Five levels define the hierarchy of analytics that financial marketers should use to guide their use of data. Penn says these include : Descriptive, Diagnostic, Predictive, Prescriptive and Proactive.

The descriptive level is the starting point — where nine in ten companies are stuck, according to Penn. At its most basic it means ascertaining what data an institution has and where it resides. This quantitative stage tells a financial institution “what happened,” through such tools as Google Analytics, Google Search Console, Hootsuite or even an Excel spreadsheet. While important, this is “only the beginning of the analytics journey,” says Penn.

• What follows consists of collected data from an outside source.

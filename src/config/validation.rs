use crate::config::types::{Config, SourceConfig, StoreConfig, TelegramConfig};
use crate::ConfigError;
use scraper::Selector;
use url::Url;

/// Validates the entire configuration
pub fn validate(config: &Config) -> Result<(), ConfigError> {
    validate_source_config(&config.source)?;
    validate_store_config(&config.store)?;
    validate_telegram_config(&config.telegram)?;
    Ok(())
}

/// Validates listing page configuration
fn validate_source_config(config: &SourceConfig) -> Result<(), ConfigError> {
    validate_http_url("listing-url", &config.listing_url)?;
    validate_http_url("base-url", &config.base_url)?;

    if !config.referer.is_empty() {
        validate_http_url("referer", &config.referer)?;
    }

    validate_selector("link-selector", &config.link_selector)?;
    if !config.type_filter.trim().is_empty() {
        validate_selector("row-selector", &config.row_selector)?;
        validate_selector("tag-selector", &config.tag_selector)?;
    }

    if config.timeout_secs < 1 || config.timeout_secs > 120 {
        return Err(ConfigError::Validation(format!(
            "timeout-secs must be between 1 and 120, got {}",
            config.timeout_secs
        )));
    }

    if config.default_charset.trim().is_empty() {
        return Err(ConfigError::Validation(
            "default-charset cannot be empty".to_string(),
        ));
    }

    Ok(())
}

/// Validates state file configuration
fn validate_store_config(config: &StoreConfig) -> Result<(), ConfigError> {
    if config.path.is_empty() {
        return Err(ConfigError::Validation("store path cannot be empty".to_string()));
    }

    if config.max_entries < 1 {
        return Err(ConfigError::Validation(format!(
            "max-entries must be >= 1, got {}",
            config.max_entries
        )));
    }

    Ok(())
}

/// Validates Telegram delivery configuration
fn validate_telegram_config(config: &TelegramConfig) -> Result<(), ConfigError> {
    if config.chat_id.trim().is_empty() {
        return Err(ConfigError::Validation("chat-id cannot be empty".to_string()));
    }

    validate_http_url("api-base", &config.api_base)?;

    // Environment variable names: non-empty, no '=' or NUL
    if config.token_env.is_empty()
        || config.token_env.contains('=')
        || config.token_env.contains('\0')
    {
        return Err(ConfigError::Validation(format!(
            "token-env must be a valid environment variable name, got '{}'",
            config.token_env
        )));
    }

    Ok(())
}

fn validate_selector(key: &str, value: &str) -> Result<(), ConfigError> {
    if Selector::parse(value).is_err() {
        return Err(ConfigError::Validation(format!(
            "{} is not a valid CSS selector: '{}'",
            key, value
        )));
    }
    Ok(())
}

/// Validates that a value parses as an absolute http(s) URL
fn validate_http_url(key: &str, value: &str) -> Result<(), ConfigError> {
    let url =
        Url::parse(value).map_err(|e| ConfigError::InvalidUrl(format!("{} '{}': {}", key, value, e)))?;

    if url.scheme() != "http" && url.scheme() != "https" {
        return Err(ConfigError::Validation(format!(
            "{} '{}' must use http or https",
            key, value
        )));
    }

    Ok(())
}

The diagnostic level tells marketers “why,” for example, a consumer chose to apply for a consumer loan — or not. Using tools Google Surveys or Google Optimize or similar tools can do this. More sophisticated analytics tools, using attribution analysis, can determine, for example, which channels contribute the most to online conversions.

The next step in the analytics sequence is more powerful. This is predictive, or “What’s going to happen next?” With this capability banks and credit unions can build content calendars far enough in advance to take advantage of opportunities suggested by analyzing past campaign results.

The prescriptive and proactive stages of analytics are quite advanced and require very sophisticated technology such as neural networks, according to Penn.

Where Financial Marketers Can Build Their Knowledge About Data Analytics

What Smaller Financial Institutions Should (And Shouldn’t) Do

During the webinar, Penn was asked by a credit union marketer: “We have 3,000 members and about 200 employees. How deeply does an institution like ours need to go with analytics?”

His response: “You need to go as far as you can until you stop seeing results.” Concentrate first on “What happened” and then, “Why did those things happen,” Penn also says that going by “gut feel” isn’t wrong for financial marketers to rely on if using predictive analytics tools is not feasible.

That said, Penn points out that the term “data sciences” emphasizes the need to be scientific about analyzing data. Don’t make an assumption, he says, such as “more website engagement increases sales.” Instead, build a statistical model and figure out whether there actually is such a relationship.

Finally, Penn observes that a big part of every marketer’s job is “data storytelling” — being able to explain to people within the institution what the data says. “What happens too often with analytics is that marketing people back up the data truck and pour it out. That’s not a good idea if the recipient is not an analyst.”